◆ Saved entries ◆
+--

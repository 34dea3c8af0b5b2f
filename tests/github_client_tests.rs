mod test_utils;

use std::{collections::HashMap, net::TcpListener, time::Duration};

use actix_web::{web, App, HttpRequest, HttpResponse, HttpServer};
use serde_json::json;
use test_utils::*;
use url::Url;
use uuid::Uuid;

use chosn_backend::{
    github::{
        client::{GitHubClient, GitHubError},
        oauth::{GitHubOAuth, OAuthStateStore, OAUTH_SCOPES},
    },
    repositories::github::GitHubApi,
};

const GOOD_TOKEN: &str = "gho_good";
const REVOKED_TOKEN: &str = "gho_revoked";

fn bearer(req: &HttpRequest) -> Option<String> {
    req.headers()
        .get("authorization")
        .and_then(|v| v.to_str().ok())
        .and_then(|v| v.strip_prefix("Bearer "))
        .map(str::to_string)
}

fn check_request(req: &HttpRequest) -> Option<HttpResponse> {
    if req.headers().get("user-agent").is_none() {
        return Some(HttpResponse::Forbidden().json(json!({"message": "User-Agent required"})));
    }
    match bearer(req).as_deref() {
        Some(GOOD_TOKEN) => None,
        Some(REVOKED_TOKEN) => Some(HttpResponse::Unauthorized().json(json!({"message": "Bad credentials"}))),
        _ => Some(HttpResponse::InternalServerError().finish()),
    }
}

async fn user(req: HttpRequest) -> HttpResponse {
    if let Some(rejection) = check_request(&req) {
        return rejection;
    }
    HttpResponse::Ok().json(json!({
        "id": 583231,
        "login": "octocat",
        "name": "The Octocat",
        "avatar_url": "https://avatars.githubusercontent.com/u/583231",
        "public_repos": 8,
        "followers": 120
    }))
}

async fn repos(req: HttpRequest, query: web::Query<HashMap<String, String>>) -> HttpResponse {
    if let Some(rejection) = check_request(&req) {
        return rejection;
    }
    if query.get("type").map(String::as_str) != Some("owner") {
        return HttpResponse::BadRequest().finish();
    }
    let repos: Vec<_> = (0..60)
        .map(|i| {
            json!({
                "name": format!("repo-{i}"),
                "language": "Rust",
                "size": 1200,
                "pushed_at": "2025-05-01T10:00:00Z",
                "fork": false
            })
        })
        .collect();
    HttpResponse::Ok().json(repos)
}

async fn access_token(form: web::Form<HashMap<String, String>>) -> HttpResponse {
    if form.get("client_secret").map(String::as_str) != Some("test-client-secret") {
        return HttpResponse::Ok().json(json!({"error": "incorrect_client_credentials"}));
    }
    match form.get("code").map(String::as_str) {
        Some("valid-code") => HttpResponse::Ok().json(json!({"access_token": GOOD_TOKEN, "token_type": "bearer"})),
        _ => HttpResponse::Ok().json(json!({
            "error": "bad_verification_code",
            "error_description": "The code passed is incorrect or expired."
        })),
    }
}

/// Serves a stand-in for the GitHub API and OAuth endpoints.
async fn spawn_fake_github() -> String {
    let listener = TcpListener::bind("127.0.0.1:0").expect("Failed to bind fake GitHub");
    let address = format!("http://127.0.0.1:{}", listener.local_addr().unwrap().port());

    let server = HttpServer::new(|| {
        App::new()
            .route("/user", web::get().to(user))
            .route("/user/repos", web::get().to(repos))
            .route("/login/oauth/access_token", web::post().to(access_token))
    })
    .listen(listener)
    .expect("Failed to start fake GitHub")
    .workers(1)
    .run();

    tokio::spawn(server);
    address
}

fn client_for(address: &str) -> GitHubClient {
    GitHubClient::with_client(reqwest::Client::new(), address, Duration::from_secs(2))
}

#[actix_rt::test]
async fn fetches_the_authenticated_user() {
    let address = spawn_fake_github().await;
    let client = client_for(&address);

    let user = client.get_authenticated_user(GOOD_TOKEN).await.unwrap();

    assert_eq!(user.login, "octocat");
    assert_eq!(user.public_repos, 8);
    assert_eq!(user.followers, 120);
}

#[actix_rt::test]
async fn repository_list_is_capped_at_fifty() {
    let address = spawn_fake_github().await;
    let client = client_for(&address);

    let repos = client.list_owned_repositories(GOOD_TOKEN).await.unwrap();

    assert_eq!(repos.len(), 50);
    assert_eq!(repos[0].language.as_deref(), Some("Rust"));
    assert!(repos[0].pushed_at.is_some());
}

#[actix_rt::test]
async fn rejected_token_maps_to_unauthorized() {
    let address = spawn_fake_github().await;
    let client = client_for(&address);

    let err = client.list_owned_repositories(REVOKED_TOKEN).await.unwrap_err();

    assert_eq!(err, GitHubError::Unauthorized);
}

#[actix_rt::test]
async fn server_errors_map_to_remote_unavailable() {
    let address = spawn_fake_github().await;
    let client = client_for(&address);

    let err = client.get_authenticated_user("gho_unknown").await.unwrap_err();

    assert!(matches!(err, GitHubError::RemoteUnavailable(msg) if msg.contains("500")));
}

#[actix_rt::test]
async fn unreachable_github_maps_to_remote_unavailable() {
    let client = client_for("http://127.0.0.1:9");

    let err = client.get_authenticated_user(GOOD_TOKEN).await.unwrap_err();

    assert!(matches!(err, GitHubError::RemoteUnavailable(_)));
}

#[actix_rt::test]
async fn blank_token_is_rejected_without_a_request() {
    let client = client_for("http://127.0.0.1:9");

    assert_eq!(
        client.list_owned_repositories("   ").await.unwrap_err(),
        GitHubError::Unauthorized
    );
}

#[test]
fn authorize_url_carries_client_scopes_and_state() {
    let oauth = GitHubOAuth::new(&test_config());

    let url = Url::parse(&oauth.authorize_url("abc123").unwrap()).unwrap();
    let query: HashMap<String, String> = url.query_pairs().into_owned().collect();

    assert_eq!(url.path(), "/login/oauth/authorize");
    assert_eq!(query.get("client_id").map(String::as_str), Some("test-client-id"));
    assert_eq!(query.get("scope").map(String::as_str), Some(OAUTH_SCOPES));
    assert_eq!(query.get("state").map(String::as_str), Some("abc123"));
    assert_eq!(
        query.get("redirect_uri").map(String::as_str),
        Some("http://localhost:3000/github/callback")
    );
}

#[test]
fn unconfigured_oauth_refuses_to_build_urls() {
    let mut config = test_config();
    config.github_client_id.clear();
    config.github_client_secret.clear();
    let oauth = GitHubOAuth::new(&config);

    assert!(!oauth.is_configured());
    assert_eq!(oauth.authorize_url("abc").unwrap_err(), GitHubError::NotConfigured);
}

#[test]
fn oauth_debug_output_hides_the_secret() {
    let oauth = GitHubOAuth::new(&test_config());

    assert!(!format!("{oauth:?}").contains("test-client-secret"));
}

#[actix_rt::test]
async fn code_exchange_returns_the_access_token() {
    let address = spawn_fake_github().await;
    let mut config = test_config();
    config.github_oauth_url = address;
    let oauth = GitHubOAuth::new(&config);

    let token = oauth.exchange_code("valid-code").await.unwrap();
    assert_eq!(token.as_str(), GOOD_TOKEN);

    let err = oauth.exchange_code("stale-code").await.unwrap_err();
    assert_eq!(err, GitHubError::Unauthorized);
}

#[test]
fn oauth_state_is_single_use() {
    let store = OAuthStateStore::default();
    let user_id = Uuid::new_v4();

    let state = store.issue(user_id);
    assert_eq!(state.len(), 32);
    assert!(state.chars().all(|c| c.is_ascii_alphanumeric()));
    assert_eq!(store.len(), 1);

    assert_eq!(store.consume(&state).unwrap(), user_id);
    assert_eq!(store.consume(&state).unwrap_err(), GitHubError::InvalidState);
    assert!(store.is_empty());
}

#[test]
fn unknown_state_is_rejected() {
    let store = OAuthStateStore::default();
    store.issue(Uuid::new_v4());

    assert_eq!(store.consume("forged").unwrap_err(), GitHubError::InvalidState);
    assert_eq!(store.len(), 1);
}

#[test]
fn expired_states_are_rejected_and_pruned() {
    let store = OAuthStateStore::with_ttl(Duration::from_millis(10));
    let first = store.issue(Uuid::new_v4());
    store.issue(Uuid::new_v4());

    std::thread::sleep(Duration::from_millis(30));

    assert_eq!(store.consume(&first).unwrap_err(), GitHubError::InvalidState);
    assert_eq!(store.prune_expired(), 1);
    assert!(store.is_empty());
}
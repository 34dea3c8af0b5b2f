//! GitHub REST API client used by skill validation.
//!
//! A 401 means the user must reconnect GitHub. Any other failure is reported
//! as GitHub being unreachable. Nothing is retried.

use std::time::Duration;

use async_trait::async_trait;
use derive_more::Display;
use reqwest::{header, StatusCode};
use serde::de::DeserializeOwned;

use crate::{
    domain::skill_scoring::MAX_REPOSITORIES,
    entities::github::{GitHubRepository, GitHubUser},
    repositories::github::GitHubApi,
    settings::AppConfig,
};

const USER_AGENT: &str = concat!("chosn-backend/", env!("CARGO_PKG_VERSION"));
const GITHUB_MEDIA_TYPE: &str = "application/vnd.github+json";

#[derive(Debug, Display, Clone, PartialEq, Eq)]
pub enum GitHubError {
    #[display("GitHub rejected the access token")]
    Unauthorized,

    #[display("GitHub is unavailable: {_0}")]
    RemoteUnavailable(String),

    #[display("Unknown or expired OAuth state")]
    InvalidState,

    #[display("GitHub OAuth is not configured")]
    NotConfigured,
}

impl std::error::Error for GitHubError {}

impl From<reqwest::Error> for GitHubError {
    fn from(err: reqwest::Error) -> Self {
        GitHubError::RemoteUnavailable(err.to_string())
    }
}

#[derive(Clone)]
pub struct GitHubClient {
    client: reqwest::Client,
    api_url: String,
    timeout: Duration,
}

impl GitHubClient {
    pub fn new(config: &AppConfig) -> Self {
        Self::with_client(
            reqwest::Client::new(),
            &config.github_api_url,
            Duration::from_secs(config.http_timeout_secs),
        )
    }

    /// Reuses an existing [`reqwest::Client`] against any API base URL.
    pub fn with_client(client: reqwest::Client, api_url: &str, timeout: Duration) -> Self {
        GitHubClient {
            client,
            api_url: api_url.trim_end_matches('/').to_string(),
            timeout,
        }
    }

    async fn get_json<T: DeserializeOwned>(&self, url: &str, token: &str) -> Result<T, GitHubError> {
        let token = token.trim();
        if token.is_empty() {
            return Err(GitHubError::Unauthorized);
        }

        let response = self
            .client
            .get(url)
            .bearer_auth(token)
            .header(header::ACCEPT, GITHUB_MEDIA_TYPE)
            .header(header::USER_AGENT, USER_AGENT)
            .timeout(self.timeout)
            .send()
            .await?;

        match response.status() {
            status if status.is_success() => Ok(response.json::<T>().await?),
            StatusCode::UNAUTHORIZED => Err(GitHubError::Unauthorized),
            status => {
                tracing::warn!(%status, url, "GitHub request failed");
                Err(GitHubError::RemoteUnavailable(format!("GitHub responded with {status}")))
            }
        }
    }
}

#[async_trait]
impl GitHubApi for GitHubClient {
    async fn get_authenticated_user(&self, token: &str) -> Result<GitHubUser, GitHubError> {
        let url = format!("{}/user", self.api_url);
        self.get_json(&url, token).await
    }

    async fn list_owned_repositories(&self, token: &str) -> Result<Vec<GitHubRepository>, GitHubError> {
        let url = format!(
            "{}/user/repos?type=owner&sort=updated&per_page={}",
            self.api_url, MAX_REPOSITORIES
        );
        let mut repositories: Vec<GitHubRepository> = self.get_json(&url, token).await?;
        repositories.truncate(MAX_REPOSITORIES);
        Ok(repositories)
    }
}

+--

◆ Aim of the exercise ◆
All that is needed is the exact run of lines above from the line containing "-> Result<T, GitHubError>" through the line containing "status if status.is_success()", both of them included.

◆ Worked solution ◆
    async fn get_json<T: DeserializeOwned>(&self, url: &str, token: &str) -> Result<T, GitHubError> {
        let token = token.trim();
        if token.is_empty() {
            return Err(GitHubError::Unauthorized);
        }

        let response = self
            .client
            .get(url)
            .bearer_auth(token)
            .header(header::ACCEPT, GITHUB_MEDIA_TYPE)
            .header(header::USER_AGENT, USER_AGENT)
            .timeout(self.timeout)
            .send()
            .await?;

        match response.status() {
            status if status.is_success() => Ok(response.json::<T>().await?),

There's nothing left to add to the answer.